Na zewnątrz, w korytarzu, Diamond dostrzegł Jackmana, który rozmawiał z jakimś prawnikiem, prawdopodobnie adwokatem. Byłoby niezręcznie podchodzić. Toteż zjadł lunch samotnie, w pubie, po drugiej stronie ulicy. Bandaż na głowie przyciągał ku niemu podejrzliwe spojrzenia innych klientów.
***
Potem zobaczył Jackmana na miejscu dla świadka. Ludzie siedzący z przodu, w pierwszym rzędzie galerii dla publiczności, wyciągali szyje, żeby lepiej widzieć. Dana Didrikson, na ławie oskarżonych, opuściła wzrok, jakby interesował ją stan jej paznokci. Wyraz twarzy nadal miała spokojny, ale nic nie mogła poradzić na nerwowe skurcze mięśnia policzka.
Jackman złożył przysięgę i sir Job zaczął go łagodnie wypytywać o prawy małżeńskie, o których mowa była w zeznaniu złożonym wiele tygodni temu przed Diamondem. Trzeba przyznać, że Jackman trzymał się tych zeznań, twierdząc, że jego związki z Geraldine nie były doskonałe i że coraz częściej dochodziło do kłótni i oskarżeń. Część z zeznań następnego dnia miała trafić do gazet w charakterze pikantnej opowieści, szczególnie opowieści o wieczorze, gdy Geraldine podłożyła ogień w altanie.
– Był pan przekonany, że żona chciała pana zabić?
– Tak.
– A jednak postanowił pan nie zawiadamiać policji o tym incydencie.
– Tak. Była niezrównoważona umysłowo, przynajmniej tak mi się wtedy wydawało. O ile wiem…
Sir Job szybko się wtrącił.
– Mówimy o tym, jak wtedy pan to widział, profesorze. Proszę powiedzieć sądowi, czy spotkał pan oskarżoną, panią Didrikson, przed pożarem altany.
– Tak, widziałem ją tamtego wieczoru.
– Gdzie dokładnie? U siebie w domu?
– Przyszła do mnie. Spotkałem się z nią na zewnątrz, na ulicy.
– Dlaczego? Czy z jakichś powodów nie chciał pan rozmawiać z nią na przyjęciu?

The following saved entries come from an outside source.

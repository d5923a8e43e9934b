pub mod classifier_factory;
pub mod clustering_color_classifier;
pub mod histogram_color_classifier;
pub mod hsv;
pub mod kmeans;
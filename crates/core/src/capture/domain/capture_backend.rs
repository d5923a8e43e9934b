use std::fmt;

use super::frame_grabber::FrameGrabber;

/// A device found during discovery.
#[derive(Clone, Debug, PartialEq, Eq)]
pub struct BackendDescriptor {
    pub backend: String,
    pub index: u32,
    pub label: String,
}

impl fmt::Display for BackendDescriptor {
    fn fmt(&self, f: &mut fmt::Formatter<'_>) -> fmt::Result {
        write!(f, "{}", self.label)
    }
}

/// A platform capture API that can open numbered devices.
pub trait CaptureBackend: Send {
    fn name(&self) -> &str;

    /// Opens device `index` and closes it again; true when it opened.
    fn probe(&self, index: u32) -> bool;

    fn open(&self, index: u32) -> Result<Box<dyn FrameGrabber>, Box<dyn std::error::Error>>;

    fn describe(&self, index: u32) -> BackendDescriptor {
        BackendDescriptor {
            backend: self.name().to_string(),
            index,
            label: format!("Camera {index} ({})", self.name()),
        }
    }
}
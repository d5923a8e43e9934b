use crate::detection::domain::detection::Detection;
use crate::shared::bounding_box::BoundingBox;
use crate::shared::frame::Frame;
use crate::tracking::domain::similarity_scorer::SimilarityScorer;

/// Motion-only similarity: box overlap between the track and detection.
#[derive(Default)]
pub struct IouScorer;

impl IouScorer {
    pub fn new() -> Self {
        Self
    }
}

impl SimilarityScorer for IouScorer {
    fn score(
        &mut self,
        track_box: &BoundingBox,
        detection: &Detection,
        _frame: &Frame,
    ) -> Result<f64, Box<dyn std::error::Error>> {
        Ok(track_box.iou(&detection.bbox))
    }
}

#[cfg(test)]
mod tests {
    use super::*;
    use approx::assert_abs_diff_eq;

    #[test]
    fn test_score_is_box_overlap() {
        let mut scorer = IouScorer::new();
        let frame = Frame::empty(3, 0);
        let det = Detection::new("PET", 0.9, BoundingBox::new(5, 5, 15, 15));
        let score = scorer
            .score(&BoundingBox::new(0, 0, 10, 10), &det, &frame)
            .unwrap();
        assert_abs_diff_eq!(score, 25.0 / 175.0, epsilon = 1e-9);
    }
}
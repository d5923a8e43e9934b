use std::io::Write;
use std::time::Duration;

use crate::actuation::domain::arm_transport::ArmTransport;

const WRITE_TIMEOUT: Duration = Duration::from_secs(1);

/// Arm link over a serial port, 8N1 at the configured baud rate.
pub struct SerialArmTransport {
    port: Option<Box<dyn serialport::SerialPort>>,
    path: String,
}

impl SerialArmTransport {
    pub fn open(path: &str, baud_rate: u32) -> Result<Self, Box<dyn std::error::Error>> {
        let port = serialport::new(path, baud_rate)
            .timeout(WRITE_TIMEOUT)
            .open()?;
        log::info!("Opened arm serial port {path} at {baud_rate} baud");
        Ok(Self {
            port: Some(port),
            path: path.to_string(),
        })
    }
}

impl ArmTransport for SerialArmTransport {
    fn send_line(&mut self, line: &str) -> Result<(), Box<dyn std::error::Error>> {
        let port = self
            .port
            .as_mut()
            .ok_or_else(|| format!("serial port {} is closed", self.path))?;
        port.write_all(line.as_bytes())?;
        port.flush()?;
        Ok(())
    }

    fn close(&mut self) {
        if self.port.take().is_some() {
            log::info!("Closed arm serial port {}", self.path);
        }
    }
}

impl Drop for SerialArmTransport {
    fn drop(&mut self) {
        self.close();
    }
}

– Byłoby to niewłaściwe. Nie przybyła na spotkanie towarzyskie, lecz by wyjaśnić nieporozumienie.
– Wyjaśnialiście je na ulicy?
– Pojechaliśmy do pubu.
– Jej samochodem?
– Tak.
– Na pana propozycję.
– To było miejsce, gdzie można porozmawiać.
– I wypić parę drinków, jak sądzę. Nie przyszło panu do głowy, że pański kontakt, używam tego słowa w znaczeniu platonicznym, pański kontakt z panią Didrikson mógł zostać zauważony przez żonę?
– Wiedziała o tym. To ona odebrała telefon.
– Ach.
Jackman został znęcony na głęboką wodę i teraz zaczął się plątać.
– Ale na tym etapie to jeszcze nic nie znaczyło.
– Na tym etapie?
– Mam na myśli kontakt w znaczeniu, jakie pan przywołał. Wtedy czy też później.
– Panie profesorze – powiedział sir Job, uśmiechając się wyrozumiale. – Skrupulatnie unikałem sugerowania czegokolwiek, co mogło się zdarzyć później, ale skoro już podniósł pan tę kwestię, czy można zasadnie powiedzieć, ów platoniczny stosunek przerodził się w przyjaźń?
Jackman poczerwieniał. Chcąc pomóc Danie, żałośnie wszystko spaprał.
– Platoniczną przyjaźń.
– Przyjaźń, która trwała całe lato?
– Spotkaliśmy się kilka razy ze względu na chłopca. Kilka razy zabrałem go na pływalnię.
– I w inne miejsca.
– Raz na mecz krykieta i na święto balonów.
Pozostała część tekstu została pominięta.